* **EXERCISE DIRECTIONS**
Where the string "CommitObjectParams" occurs in a line of the data below, that line should be copied.

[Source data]
*****
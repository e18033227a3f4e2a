//! Upload identifier codec
//!
//! An upload ID is `base58(version || stream_id || checksum)` where the
//! checksum is the first four bytes of `sha256(sha256(version || stream_id))`.
//! The string is derived purely from the stream ID, so it stays valid across
//! process restarts.

use sha2::{Digest, Sha256};
use subtle::ConstantTimeEq;
use thiserror::Error;

/// The only supported version byte
pub const VERSION: u8 = 1;

const CHECKSUM_LEN: usize = 4;

/// Any decoding failure: bad alphabet, bad checksum or wrong version
#[derive(Error, Debug, Clone, Copy, PartialEq, Eq)]
#[error("upload ID invalid")]
pub struct InvalidUploadId;

/// Encode a raw stream handle as an upload ID
pub fn encode(raw: &[u8]) -> String {
    encode_versioned(raw, VERSION)
}

/// Decode an upload ID back to the raw stream handle
pub fn decode(upload_id: &str) -> Result<Vec<u8>, InvalidUploadId> {
    let buf = bs58::decode(upload_id)
        .into_vec()
        .map_err(|_| InvalidUploadId)?;

    if buf.len() < 1 + CHECKSUM_LEN {
        return Err(InvalidUploadId);
    }

    let (body, checksum) = buf.split_at(buf.len() - CHECKSUM_LEN);
    if !bool::from(checksum.ct_eq(&checksum_of(body))) {
        return Err(InvalidUploadId);
    }

    if body[0] != VERSION {
        return Err(InvalidUploadId);
    }

    Ok(body[1..].to_vec())
}

fn encode_versioned(raw: &[u8], version: u8) -> String {
    let mut buf = Vec::with_capacity(1 + raw.len() + CHECKSUM_LEN);
    buf.push(version);
    buf.extend_from_slice(raw);
    let checksum = checksum_of(&buf);
    buf.extend_from_slice(&checksum);
    bs58::encode(buf).into_string()
}

fn checksum_of(body: &[u8]) -> [u8; CHECKSUM_LEN] {
    let first = Sha256::digest(body);
    let second = Sha256::digest(first);
    let mut checksum = [0u8; CHECKSUM_LEN];
    checksum.copy_from_slice(&second[..CHECKSUM_LEN]);
    checksum
}

#[cfg(test)]
mod tests {
    use super::*;

    #[test]
    fn test_round_trip() {
        let raw = b"\x01\x02stream-handle\xff";
        let encoded = encode(raw);
        assert_eq!(decode(&encoded).unwrap(), raw.to_vec());
    }

    #[test]
    fn test_encoding_is_stable() {
        // Same handle must always produce the same string.
        let raw = [7u8; 32];
        assert_eq!(encode(&raw), encode(&raw));
    }

    #[test]
    fn test_rejects_other_versions_with_valid_checksum() {
        let raw = [42u8; 16];
        for version in [0u8, 2, 255] {
            let encoded = encode_versioned(&raw, version);
            assert_eq!(decode(&encoded), Err(InvalidUploadId));
        }
    }

    #[test]
    fn test_rejects_corrupted_checksum() {
        let raw = [9u8; 16];
        let mut buf = bs58::decode(encode(&raw)).into_vec().unwrap();
        let last = buf.len() - 1;
        buf[last] ^= 0x01;
        let tampered = bs58::encode(buf).into_string();
        assert_eq!(decode(&tampered), Err(InvalidUploadId));
    }

    #[test]
    fn test_rejects_garbage() {
        assert_eq!(decode(""), Err(InvalidUploadId));
        assert_eq!(decode("0OIl"), Err(InvalidUploadId));
        assert_eq!(decode("abc"), Err(InvalidUploadId));
    }
}
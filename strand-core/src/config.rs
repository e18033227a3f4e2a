//! Project configuration
//!
//! Loaded from JSON. Example:
//!
//! ```json
//! {
//!   "encryption": { "cipher_suite": "xchacha20poly1305", "path_cipher": "aes_gcm" },
//!   "keys": { "passphrase": "secret", "salt": "project-1", "buckets": { "logs": "<hex>" } }
//! }
//! ```

use crate::encryption::{CipherSuite, EncryptionParameters, Key, KeyStore};
use crate::{Result, StrandError};
use serde::{Deserialize, Serialize};
use std::collections::BTreeMap;
use std::path::Path;

#[derive(Debug, Clone, Default, PartialEq, Eq, Serialize, Deserialize)]
#[serde(default)]
pub struct ProjectConfig {
    pub encryption: EncryptionConfig,
    pub keys: KeysConfig,
}

#[derive(Debug, Clone, PartialEq, Eq, Serialize, Deserialize)]
#[serde(default)]
pub struct EncryptionConfig {
    pub cipher_suite: CipherSuite,
    /// Defaults to `cipher_suite` when absent
    pub path_cipher: Option<CipherSuite>,
    pub block_size: i32,
}

impl Default for EncryptionConfig {
    fn default() -> Self {
        let params = EncryptionParameters::default();
        EncryptionConfig {
            cipher_suite: params.cipher_suite,
            path_cipher: None,
            block_size: params.block_size,
        }
    }
}

#[derive(Debug, Clone, Default, PartialEq, Eq, Serialize, Deserialize)]
#[serde(default)]
pub struct KeysConfig {
    pub passphrase: Option<String>,
    pub salt: String,
    /// Hex encoded 32-byte root key; wins over `passphrase`
    pub root_key: Option<String>,
    /// Per-bucket hex encoded root keys
    pub buckets: BTreeMap<String, String>,
}

impl ProjectConfig {
    pub fn from_json_str(json: &str) -> Result<Self> {
        let config: ProjectConfig = serde_json::from_str(json)?;
        config.validate()?;
        Ok(config)
    }

    pub fn load(path: impl AsRef<Path>) -> Result<Self> {
        let contents = std::fs::read_to_string(path)?;
        Self::from_json_str(&contents)
    }

    fn validate(&self) -> Result<()> {
        if self.encryption.block_size <= 0 {
            return Err(StrandError::Internal(format!(
                "invalid block size: {}",
                self.encryption.block_size
            )));
        }
        Ok(())
    }

    pub fn encryption_parameters(&self) -> EncryptionParameters {
        EncryptionParameters {
            cipher_suite: self.encryption.cipher_suite,
            block_size: self.encryption.block_size,
        }
    }

    /// Build the key store described by `keys`
    pub fn key_store(&self) -> Result<KeyStore> {
        let mut store = KeyStore::new();
        store.set_path_cipher(self.encryption.path_cipher.unwrap_or(self.encryption.cipher_suite));

        if let Some(root) = &self.keys.root_key {
            store.set_default_key(Key::from_hex(root)?);
        } else if let Some(passphrase) = &self.keys.passphrase {
            store.set_default_key(Key::from_passphrase(passphrase, self.keys.salt.as_bytes()));
        }

        for (bucket, encoded) in &self.keys.buckets {
            store.add_bucket_key(bucket.clone(), Key::from_hex(encoded)?);
        }

        Ok(store)
    }
}

#[cfg(test)]
mod tests {
    use super::*;
    use std::io::Write;

    #[test]
    fn test_defaults() {
        let config = ProjectConfig::from_json_str("{}").unwrap();
        assert_eq!(config.encryption_parameters(), EncryptionParameters::default());

        // No key configured: derivation must fail, not silently succeed.
        let store = config.key_store().unwrap();
        assert!(store.derive_content_key("bucket", "key").is_err());
    }

    #[test]
    fn test_passphrase_and_bucket_override() {
        let json = format!(
            r#"{{
                "encryption": {{ "cipher_suite": "aes_gcm", "path_cipher": "null" }},
                "keys": {{ "passphrase": "pw", "salt": "s", "buckets": {{ "logs": "{}" }} }}
            }}"#,
            "11".repeat(32)
        );
        let config = ProjectConfig::from_json_str(&json).unwrap();
        assert_eq!(config.encryption.cipher_suite, CipherSuite::AesGcm);

        let store = config.key_store().unwrap();
        assert_eq!(store.path_cipher(), CipherSuite::Null);
        assert_ne!(
            store.derive_content_key("logs", "a").unwrap(),
            store.derive_content_key("other", "a").unwrap()
        );
    }

    #[test]
    fn test_invalid_values_are_rejected() {
        assert!(ProjectConfig::from_json_str(r#"{"encryption":{"block_size":0}}"#).is_err());
        assert!(ProjectConfig::from_json_str(r#"{"encryption":{"cipher_suite":"rot13"}}"#).is_err());

        let config = ProjectConfig::from_json_str(r#"{"keys":{"root_key":"zz"}}"#).unwrap();
        assert!(config.key_store().is_err());
    }

    #[test]
    fn test_load_from_file() {
        let mut file = tempfile::NamedTempFile::new().unwrap();
        write!(file, r#"{{"keys":{{"root_key":"{}"}}}}"#, "ab".repeat(32)).unwrap();

        let config = ProjectConfig::load(file.path()).unwrap();
        let store = config.key_store().unwrap();
        assert!(store.derive_content_key("bucket", "key").is_ok());
    }
}
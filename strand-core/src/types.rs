//! Core data types for strand

use serde::{Deserialize, Serialize};
use std::collections::BTreeMap;
use std::time::SystemTime;

/// Raw binary stream identifier issued by the metainfo service.
///
/// Callers never see this directly; it travels as an upload ID (see
/// [`crate::upload_id`]).
#[derive(Debug, Clone, PartialEq, Eq, Hash, Serialize, Deserialize)]
pub struct StreamId(Vec<u8>);

impl StreamId {
    /// Create a stream ID from raw bytes, rejecting empty input
    pub fn from_bytes(bytes: &[u8]) -> crate::Result<Self> {
        if bytes.is_empty() {
            return Err(crate::StrandError::InvalidStreamId("empty stream id".to_string()));
        }
        Ok(StreamId(bytes.to_vec()))
    }

    pub fn as_bytes(&self) -> &[u8] {
        &self.0
    }

    /// Hex form, used for storage keys and logs
    pub fn to_hex(&self) -> String {
        hex::encode(&self.0)
    }
}

impl std::fmt::Display for StreamId {
    fn fmt(&self, f: &mut std::fmt::Formatter<'_>) -> std::fmt::Result {
        write!(f, "{}", self.to_hex())
    }
}

/// User-defined key/value metadata attached to an object.
///
/// Backed by a `BTreeMap` so serialization is canonical.
#[derive(Debug, Clone, Default, PartialEq, Eq, Serialize, Deserialize)]
#[serde(transparent)]
pub struct CustomMetadata(BTreeMap<String, String>);

impl CustomMetadata {
    pub fn new() -> Self {
        Self::default()
    }

    pub fn insert(&mut self, key: impl Into<String>, value: impl Into<String>) -> Option<String> {
        self.0.insert(key.into(), value.into())
    }

    pub fn get(&self, key: &str) -> Option<&str> {
        self.0.get(key).map(String::as_str)
    }

    pub fn len(&self) -> usize {
        self.0.len()
    }

    pub fn is_empty(&self) -> bool {
        self.0.is_empty()
    }

    pub fn iter(&self) -> impl Iterator<Item = (&String, &String)> {
        self.0.iter()
    }
}

impl<K: Into<String>, V: Into<String>> FromIterator<(K, V)> for CustomMetadata {
    fn from_iter<I: IntoIterator<Item = (K, V)>>(iter: I) -> Self {
        CustomMetadata(iter.into_iter().map(|(k, v)| (k.into(), v.into())).collect())
    }
}

/// Metadata maintained by the system rather than the user
#[derive(Debug, Clone, Default, PartialEq, Eq)]
pub struct SystemMetadata {
    pub created: Option<SystemTime>,
    pub expires: Option<SystemTime>,
    pub content_length: i64,
}

/// Object descriptor returned to callers
#[derive(Debug, Clone, Default, PartialEq, Eq)]
pub struct Object {
    pub key: String,
    pub is_prefix: bool,
    pub system: SystemMetadata,
    pub custom: CustomMetadata,
}

impl Object {
    /// Descriptor carrying only the key
    pub fn with_key(key: impl Into<String>) -> Self {
        Object {
            key: key.into(),
            ..Default::default()
        }
    }
}

/// Information about a pending multipart upload
#[derive(Debug, Clone, Default, PartialEq, Eq)]
pub struct UploadInfo {
    pub upload_id: String,
    pub key: String,
    pub is_prefix: bool,
    pub system: SystemMetadata,
    pub custom: CustomMetadata,
}

/// Snapshot of one part of a multipart upload
#[derive(Debug, Clone, Default, PartialEq, Eq)]
pub struct Part {
    pub part_number: u32,
    /// Plain (unencrypted) size of the part
    pub size: i64,
    pub modified: Option<SystemTime>,
    pub etag: Vec<u8>,
}

impl Part {
    pub fn new(part_number: u32) -> Self {
        Part {
            part_number,
            ..Default::default()
        }
    }
}

#[cfg(test)]
mod tests {
    use super::*;

    #[test]
    fn test_stream_id_rejects_empty_bytes() {
        assert!(StreamId::from_bytes(&[]).is_err());

        let id = StreamId::from_bytes(&[0xde, 0xad]).unwrap();
        assert_eq!(id.as_bytes(), &[0xde, 0xad]);
        assert_eq!(id.to_hex(), "dead");
    }

    #[test]
    fn test_custom_metadata_serializes_in_key_order() {
        let metadata: CustomMetadata = [("zeta", "1"), ("alpha", "2")].into_iter().collect();
        let json = serde_json::to_string(&metadata).unwrap();
        assert_eq!(json, r#"{"alpha":"2","zeta":"1"}"#);
        assert_eq!(metadata.get("alpha"), Some("2"));
        assert_eq!(metadata.len(), 2);
    }
}
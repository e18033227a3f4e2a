//! Upload coordinator

use rand::rngs::OsRng;
use std::future::Future;
use std::sync::Arc;
use std::time::SystemTime;
use strand_core::encryption::{EncryptionParameters, KeyStore};
use strand_core::metadata::{open_metadata, prepare_commit_payload};
use strand_core::metainfo::{BeginDeleteObjectParams, BeginObjectParams, CommitObjectParams, MetainfoClient, ObjectStatus};
use strand_core::stream::{OpenPartParams, TransferEngine};
use strand_core::*;
use tokio_util::sync::CancellationToken;
use tracing::{debug, info, warn};

use crate::error::convert_known_errors;
use crate::listing::{ListUploadPartsOptions, ListUploadsOptions, PartIterator, UploadIterator};
use crate::multipart::{ETagCell, PartUpload};
use crate::{ClientError, Result};

#[derive(Debug, Clone, Default)]
pub struct UploadOptions {
    pub expires: Option<SystemTime>,
}

#[derive(Debug, Clone, Default)]
pub struct CommitUploadOptions {
    pub custom_metadata: CustomMetadata,
}

/// Entry point for multipart uploads into one project.
///
/// Cheap to clone. Every operation takes the caller's cancellation token;
/// remote calls fail with a cancellation error once it fires.
#[derive(Clone)]
pub struct Project {
    metainfo: Arc<dyn MetainfoClient>,
    transfer: Arc<dyn TransferEngine>,
    keys: Arc<KeyStore>,
    params: EncryptionParameters,
}

impl Project {
    pub fn new(
        metainfo: Arc<dyn MetainfoClient>,
        transfer: Arc<dyn TransferEngine>,
        keys: KeyStore,
        params: EncryptionParameters,
    ) -> Self {
        Project {
            metainfo,
            transfer,
            keys: Arc::new(keys),
            params,
        }
    }

    /// Build a project from configuration
    pub fn from_config(
        config: &ProjectConfig,
        metainfo: Arc<dyn MetainfoClient>,
        transfer: Arc<dyn TransferEngine>,
    ) -> Result<Self> {
        let keys = config.key_store().map_err(ClientError::Wrapped)?;
        Ok(Self::new(metainfo, transfer, keys, config.encryption_parameters()))
    }

    pub(crate) fn metainfo(&self) -> &dyn MetainfoClient {
        self.metainfo.as_ref()
    }

    pub(crate) fn keys(&self) -> &KeyStore {
        &self.keys
    }

    pub(crate) fn encryption_parameters(&self) -> &EncryptionParameters {
        &self.params
    }

    /// Start a multipart upload to `bucket`/`key`
    pub async fn begin_upload(
        &self,
        cancel: &CancellationToken,
        bucket: &str,
        key: &str,
        options: &UploadOptions,
    ) -> Result<UploadInfo> {
        debug!("Beginning upload: bucket={}, key={}", bucket, key);
        validate(bucket, key)?;

        let encrypted_path = self
            .keys
            .encrypt_path(bucket, key)
            .map_err(|e| convert_known_errors(e, bucket, key))?;

        let response = race(
            cancel,
            self.metainfo.begin_object(BeginObjectParams {
                bucket: bucket.to_string(),
                encrypted_path,
                expires_at: options.expires,
                encryption_parameters: self.params,
            }),
        )
        .await
        .map_err(|e| convert_known_errors(e, bucket, key))?;

        let upload_id = upload_id::encode(response.stream_id.as_bytes());
        info!("Upload started: bucket={}, key={}, stream={}", bucket, key, response.stream_id);

        Ok(UploadInfo {
            upload_id,
            key: key.to_string(),
            is_prefix: false,
            system: SystemMetadata {
                expires: options.expires,
                ..Default::default()
            },
            custom: CustomMetadata::default(),
        })
    }

    /// Commit the upload `upload_id` started with [`Project::begin_upload`]
    pub async fn commit_upload(
        &self,
        cancel: &CancellationToken,
        bucket: &str,
        key: &str,
        upload_id: &str,
        options: &CommitUploadOptions,
    ) -> Result<Object> {
        debug!("Committing upload: bucket={}, key={}", bucket, key);
        let stream_id = validate_upload(bucket, key, upload_id)?;

        // fresh metadata key and nonce on every attempt
        let payload = prepare_commit_payload(
            &self.keys,
            &self.params,
            bucket,
            key,
            &options.custom_metadata,
            &mut OsRng,
        )
        .map_err(|e| convert_known_errors(e, bucket, key))?;

        let committed = race(
            cancel,
            self.metainfo.commit_object(CommitObjectParams {
                stream_id,
                encrypted_metadata: payload.encrypted_metadata,
                encrypted_metadata_encrypted_key: payload.encrypted_key,
                encrypted_metadata_nonce: payload.key_nonce,
            }),
        )
        .await;

        if let Err(e) = committed {
            let err = convert_known_errors(e, bucket, key);
            warn!("Commit failed: bucket={}, key={}: {}", bucket, key, err);
            return Err(err);
        }

        info!("Upload committed: bucket={}, key={}", bucket, key);
        Ok(Object::with_key(key))
    }

    /// Open part `part_number` of an upload for writing
    pub async fn upload_part(
        &self,
        cancel: &CancellationToken,
        bucket: &str,
        key: &str,
        upload_id: &str,
        part_number: u32,
    ) -> Result<PartUpload> {
        debug!("Uploading part: bucket={}, key={}, part={}", bucket, key, part_number);
        validate(bucket, key)?;
        if upload_id.is_empty() {
            return Err(ClientError::UploadIdInvalid);
        }
        if part_number >= i32::MAX as u32 {
            return Err(ClientError::PartNumberOutOfRange(part_number));
        }
        let stream_id = decode_upload_id(upload_id)?;

        // aborting the part cancels only its own scope
        let scope = cancel.child_token();
        let etag = Arc::new(ETagCell::default());

        let sink = race(
            cancel,
            self.transfer.open_part(
                OpenPartParams {
                    bucket: bucket.to_string(),
                    key: key.to_string(),
                    stream_id,
                    part_number,
                },
                etag.clone(),
                scope.clone(),
            ),
        )
        .await
        .map_err(|e| convert_known_errors(e, bucket, key))?;

        Ok(PartUpload::new(
            bucket.to_string(),
            key.to_string(),
            part_number,
            sink,
            etag,
            scope,
        ))
    }

    /// Abort an upload and discard every part written to it
    pub async fn abort_upload(&self, cancel: &CancellationToken, bucket: &str, key: &str, upload_id: &str) -> Result<()> {
        debug!("Aborting upload: bucket={}, key={}", bucket, key);
        let stream_id = validate_upload(bucket, key, upload_id)?;

        let encrypted_path = self
            .keys
            .encrypt_path(bucket, key)
            .map_err(|e| convert_known_errors(e, bucket, key))?;

        race(
            cancel,
            self.metainfo.begin_delete_object(BeginDeleteObjectParams {
                bucket: bucket.to_string(),
                encrypted_path,
                stream_id: Some(stream_id),
                status: ObjectStatus::Uploading,
            }),
        )
        .await
        .map_err(|e| convert_known_errors(e, bucket, key))?;

        info!("Upload aborted: bucket={}, key={}", bucket, key);
        Ok(())
    }

    /// Iterate over the parts uploaded so far
    pub fn list_upload_parts(
        &self,
        cancel: &CancellationToken,
        bucket: &str,
        key: &str,
        upload_id: &str,
        options: &ListUploadPartsOptions,
    ) -> PartIterator {
        PartIterator::new(self.clone(), cancel.clone(), bucket, key, upload_id, options)
    }

    /// Iterate over the uncommitted uploads in `bucket`
    pub fn list_uploads(&self, cancel: &CancellationToken, bucket: &str, options: &ListUploadsOptions) -> UploadIterator {
        UploadIterator::new(self.clone(), cancel.clone(), bucket, options)
    }

    /// Information about a committed object, including its custom metadata
    pub async fn stat_object(&self, cancel: &CancellationToken, bucket: &str, key: &str) -> Result<Object> {
        debug!("Stat object: bucket={}, key={}", bucket, key);
        validate(bucket, key)?;

        let encrypted_path = self
            .keys
            .encrypt_path(bucket, key)
            .map_err(|e| convert_known_errors(e, bucket, key))?;

        let raw = race(cancel, self.metainfo.get_object(bucket, &encrypted_path))
            .await
            .map_err(|e| convert_known_errors(e, bucket, key))?;

        let custom = open_metadata(
            &self.keys,
            &raw.encryption_parameters,
            bucket,
            key,
            &raw.encrypted_metadata,
            &raw.encrypted_metadata_encrypted_key,
            &raw.encrypted_metadata_nonce,
        )
        .map_err(|e| convert_known_errors(e, bucket, key))?;

        Ok(Object {
            key: key.to_string(),
            is_prefix: false,
            system: SystemMetadata {
                created: Some(raw.created),
                expires: raw.expires,
                content_length: raw.plain_size,
            },
            custom,
        })
    }
}

/// Run a remote call unless `cancel` fires first
pub(crate) async fn race<T>(
    cancel: &CancellationToken,
    call: impl Future<Output = strand_core::Result<T>>,
) -> strand_core::Result<T> {
    tokio::select! {
        biased;
        _ = cancel.cancelled() => Err(StrandError::Canceled),
        result = call => result,
    }
}

pub(crate) fn validate(bucket: &str, key: &str) -> Result<()> {
    if bucket.is_empty() {
        return Err(ClientError::BucketNameInvalid(bucket.to_string()));
    }
    if key.is_empty() {
        return Err(ClientError::ObjectKeyInvalid(key.to_string()));
    }
    Ok(())
}

pub(crate) fn validate_upload(bucket: &str, key: &str, upload_id: &str) -> Result<StreamId> {
    validate(bucket, key)?;
    if upload_id.is_empty() {
        return Err(ClientError::UploadIdInvalid);
    }
    decode_upload_id(upload_id)
}

pub(crate) fn decode_upload_id(upload_id: &str) -> Result<StreamId> {
    let raw = upload_id::decode(upload_id)?;
    StreamId::from_bytes(&raw).map_err(|_| ClientError::UploadIdInvalid)
}
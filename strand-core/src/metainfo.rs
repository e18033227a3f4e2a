//! Metainfo service interface
//!
//! The coordinator talks to the remote control plane only through
//! [`MetainfoClient`]. Paths crossing this boundary are always encrypted.

use crate::encryption::{EncryptionParameters, Nonce};
use crate::{Result, StreamId};
use async_trait::async_trait;
use std::time::SystemTime;

/// Lifecycle status of a remote object
#[derive(Debug, Clone, Copy, PartialEq, Eq, Hash, serde::Serialize, serde::Deserialize)]
#[repr(i32)]
pub enum ObjectStatus {
    Uploading = 1,
    Committed = 3,
}

/// Listing direction relative to the cursor
#[derive(Debug, Clone, Copy, Default, PartialEq, Eq)]
pub enum ListDirection {
    /// Forwards from the cursor, including it
    #[default]
    Forward,
    /// Forwards from the cursor, excluding it
    After,
}

#[derive(Debug, Clone)]
pub struct BeginObjectParams {
    pub bucket: String,
    pub encrypted_path: String,
    pub expires_at: Option<SystemTime>,
    pub encryption_parameters: EncryptionParameters,
}

#[derive(Debug, Clone)]
pub struct BeginObjectResponse {
    pub stream_id: StreamId,
}

#[derive(Debug, Clone)]
pub struct CommitObjectParams {
    pub stream_id: StreamId,
    pub encrypted_metadata: Vec<u8>,
    pub encrypted_metadata_encrypted_key: Vec<u8>,
    pub encrypted_metadata_nonce: Nonce,
}

#[derive(Debug, Clone)]
pub struct BeginDeleteObjectParams {
    pub bucket: String,
    pub encrypted_path: String,
    pub stream_id: Option<StreamId>,
    pub status: ObjectStatus,
}

/// Raw object as stored remotely
#[derive(Debug, Clone)]
pub struct RawObjectItem {
    pub bucket: String,
    pub encrypted_path: String,
    pub stream_id: StreamId,
    pub status: ObjectStatus,
    pub created: SystemTime,
    pub expires: Option<SystemTime>,
    pub plain_size: i64,
    pub encrypted_metadata_nonce: Nonce,
    pub encrypted_metadata_encrypted_key: Vec<u8>,
    pub encrypted_metadata: Vec<u8>,
    pub encryption_parameters: EncryptionParameters,
}

/// Options for object listing; `prefix` and `cursor` are encrypted
#[derive(Debug, Clone, Default)]
pub struct ListOptions {
    pub prefix: String,
    /// Relative to `prefix`
    pub cursor: String,
    pub recursive: bool,
    pub direction: ListDirection,
    pub limit: usize,
    pub include_custom_metadata: bool,
    pub include_system_metadata: bool,
    pub status: Option<ObjectStatus>,
}

impl ListOptions {
    /// Options for the page after `list`, or `None` when exhausted
    pub fn next_page(&self, list: &ObjectList) -> Option<ListOptions> {
        if !list.more {
            return None;
        }
        let last = list.items.last()?;

        Some(ListOptions {
            cursor: last.encrypted_path.clone(),
            direction: ListDirection::After,
            ..self.clone()
        })
    }
}

/// One listed object; `encrypted_path` is relative to the listing prefix
#[derive(Debug, Clone)]
pub struct ObjectListItem {
    pub encrypted_path: String,
    pub stream_id: Option<StreamId>,
    pub status: ObjectStatus,
    pub is_prefix: bool,
    pub created: Option<SystemTime>,
    pub expires: Option<SystemTime>,
    pub plain_size: i64,
    pub encrypted_metadata_nonce: Nonce,
    pub encrypted_metadata_encrypted_key: Vec<u8>,
    pub encrypted_metadata: Vec<u8>,
}

#[derive(Debug, Clone, Default)]
pub struct ObjectList {
    pub items: Vec<ObjectListItem>,
    pub more: bool,
}

#[derive(Debug, Clone)]
pub struct ListObjectsParams {
    pub bucket: String,
    pub options: ListOptions,
}

#[derive(Debug, Clone)]
pub struct ListPendingObjectStreamsParams {
    pub bucket: String,
    /// Full encrypted path of the object
    pub encrypted_path: String,
    pub options: ListOptions,
}

/// Position of a segment inside an object
#[derive(Debug, Clone, Copy, Default, PartialEq, Eq, PartialOrd, Ord, Hash)]
pub struct SegmentPosition {
    pub part_number: i32,
    pub index: i32,
}

#[derive(Debug, Clone)]
pub struct ListSegmentsParams {
    pub stream_id: StreamId,
    /// Exclusive: only segments after this position are returned. The zero
    /// position lists from the start.
    pub cursor: SegmentPosition,
    pub limit: usize,
}

#[derive(Debug, Clone)]
pub struct SegmentListItem {
    pub position: SegmentPosition,
    pub plain_size: i64,
    pub created_at: SystemTime,
    pub etag: Vec<u8>,
}

#[derive(Debug, Clone, Default)]
pub struct SegmentList {
    pub items: Vec<SegmentListItem>,
    pub more: bool,
}

/// Remote control plane for objects and streams
#[async_trait]
pub trait MetainfoClient: Send + Sync {
    async fn begin_object(&self, params: BeginObjectParams) -> Result<BeginObjectResponse>;

    async fn commit_object(&self, params: CommitObjectParams) -> Result<()>;

    /// Starts deleting an object; returns the removed object when known
    async fn begin_delete_object(&self, params: BeginDeleteObjectParams) -> Result<Option<RawObjectItem>>;

    async fn get_object(&self, bucket: &str, encrypted_path: &str) -> Result<RawObjectItem>;

    async fn list_objects(&self, params: ListObjectsParams) -> Result<ObjectList>;

    async fn list_pending_object_streams(&self, params: ListPendingObjectStreamsParams) -> Result<ObjectList>;

    async fn list_segments(&self, params: ListSegmentsParams) -> Result<SegmentList>;
}
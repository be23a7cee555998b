// SPDX-License-Identifier: MIT

//! HTTP middleware.

pub mod auth;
*****
* **PROBLEM SOLUTION**
use strand_core::metainfo::{BeginDeleteObjectParams, BeginObjectParams, CommitObjectParams, MetainfoClient, ObjectStatus};
            self.metainfo.commit_object(CommitObjectParams {
pub struct CommitObjectParams {
    async fn commit_object(&self, params: CommitObjectParams) -> Result<()>;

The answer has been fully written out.